The findings included:
1. Review of the facility's policy, "Personal Hygiene Assistance," revealed, "POLICY: To provide ADLs [activities of daily living] to patients to prevent disability and maintain health and personal hygiene. The nursing staff of the hospital will assist patients as needed with personal hygiene, to include tub baths, showers, or bed baths to ensure patient cleanliness...POLICY STATEMENT: Each patient will be assessed on admission by a Registered Nurse [RN] for ability to maintain ADLs independently. An individualized program of assistance with ADLs is implemented upon admission. The assigned RN will monitor of ADL compliance and documentation...PROCEDURE...When a patient refuses a bath/shower, the unit staff will document this in the medical record and notify the patient's nurse...If a patient refuses ADLs, the patient's nurse will be notified...In addition to bathing, ADLs will include...Hair care daily...Shampoo as indicated..."
2. Medical record review for Patient #1 revealed an admission date of 9/19/20 with diagnoses which included Schizoaffective Disorder, Depressive Type, Psychosis, Hypothyroidism, and Gastroesophageal Reflux Disease.
The Nursing Assessment dated 9/19/20 revealed Patient #1 bathed 2 times daily prior to admission and functionally independent with bathing.
Patient #1 submitted a request to be discharged against medical advice on 9/21/20.
Patient #1's admission status was changed to involuntary admission with the FIRST CERTIFICATE OF NEED FOR EMERGENCY INVOLUNTARY ADMISSION completed on 9/21/20 and the SECOND CERTIFICATE OF NEED FOR EMERGENCY INVOLUNTARY ADMISSION completed on 9/23/20.
The Nursing Reassessment dated 9/21/20, 9/22/20, and 9/27/20 revealed Patient #1's appearance was assessed as disheveled.
The Nursing Reassessment dated 9/23/20 revealed Patient #1's appearance was assessed as disheveled, poor hygiene and bizarre.

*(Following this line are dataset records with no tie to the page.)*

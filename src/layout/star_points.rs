//! Star points (hoshi) for a board of any size.

use super::Intersection;

/// Conventional star points for a `columns × rows` board.
///
/// Boards narrower than 7 on either axis have none. Otherwise the four
/// corner points sit 3 lines in from the edge on axes of 13 or more and 2
/// lines in below that. Odd×odd boards add the center, and odd×odd boards of
/// 15 or more on both axes add the four edge midpoints.
pub fn star_points(columns: u32, rows: u32) -> Vec<Intersection> {
    if columns < 7 || rows < 7 {
        return vec![];
    }

    let offset = |size: u32| if size >= 13 { 3 } else { 2 };
    let (ox, oy) = (offset(columns), offset(rows));
    let (left, right) = (ox, columns - 1 - ox);
    let (top, bottom) = (oy, rows - 1 - oy);

    let mut points = vec![
        Intersection::new(left, top),
        Intersection::new(right, top),
        Intersection::new(left, bottom),
        Intersection::new(right, bottom),
    ];

    let both_odd = columns % 2 == 1 && rows % 2 == 1;
    if both_odd {
        let (cx, cy) = (columns / 2, rows / 2);
        points.push(Intersection::new(cx, cy));
        if columns >= 15 && rows >= 15 {
            points.extend([
                Intersection::new(cx, top),
                Intersection::new(cx, bottom),
                Intersection::new(left, cy),
                Intersection::new(right, cy),
            ]);
        }
    }

    points
}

The Nursing Reassessment dated 9/26/20, 9/28/20, and 9/29/20 revealed Patient #1's appearance was assessed as disheveled and poor hygiene.
The Nursing Reassessment dated 9/28/20 revealed RN #1 documented, "...Hair looks disheveled & [and] greasy..."
There was no documentation Patient #1 bathed or performed hair care during the facility stay. There was no documentation Patient #1 refused bathing or ADL care. There was no documentation staff attempted to assist Patient #1 with bathing or ADL care. There was no documentation an RN monitored Patient #1 for ADL compliance and documentation or addressed Patient #1's need for personal hygiene.
3. In an interview in the Chapel on 10/12/20 at 11:34 AM, the Interim Director of Nursing (DON) stated Patient #1 was independent with bathing and ADL care. When asked how she would expect staff to address a patient who had been assessed as independent with bathing and ADL care but did not perform personal hygiene, the Interim DON stated staff should try to encourage them to bathe, and if the patient needed assistance, the staff should assist them.
In an interview in the Chapel on 10/12/20 at 2:38 PM, RN #1 stated she would encourage a patient to perform bathing and ADL care if they could independently manage personal hygiene. When asked what she would do if a patient still did not perform bathing or ADL care, RN #1 stated she would talk to the therapist and document that the patient refused to get cleaned up in the medical record.